*Aim of the task*
Return every line of the data that contains the string "layer".

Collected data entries
┄┄┄┄┄┄┄┄┄┄

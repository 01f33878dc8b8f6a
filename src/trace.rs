/*!
 * Tracing Setup
 * Structured logging for the simulator using the tracing crate
 */

use tracing_subscriber::{layer::SubscriberExt, util::SubscriberInitExt, EnvFilter};

/// Initialize structured tracing and the `log` facade.
///
/// Environment variables:
/// - RUST_LOG: log level filter (default: info)
/// - PSEUDOS_TRACE_JSON: enable JSON output (default: false)
pub fn init_tracing() {
    let env_filter = EnvFilter::try_from_default_env().unwrap_or_else(|_| EnvFilter::new("info"));

    // Domain modules log through the `log` facade; route it to stderr
    let _ = env_logger::Builder::from_env(env_logger::Env::default().default_filter_or("info"))
        .try_init();

    let use_json = std::env::var("PSEUDOS_TRACE_JSON")
        .map(|v| v == "1" || v == "true")
        .unwrap_or(false);

    let registry = tracing_subscriber::registry().with(env_filter);
    if use_json {
        let _ = registry
            .with(tracing_subscriber::fmt::layer().json().with_target(true))
            .try_init();
    } else {
        let _ = registry
            .with(tracing_subscriber::fmt::layer().with_target(false).compact())
            .try_init();
    }
}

┄┄┄┄┄┄┄┄┄┄

*Solution for this exercise*
use tracing_subscriber::{layer::SubscriberExt, util::SubscriberInitExt, EnvFilter};
            .with(tracing_subscriber::fmt::layer().json().with_target(true))
            .with(tracing_subscriber::fmt::layer().with_target(false).compact())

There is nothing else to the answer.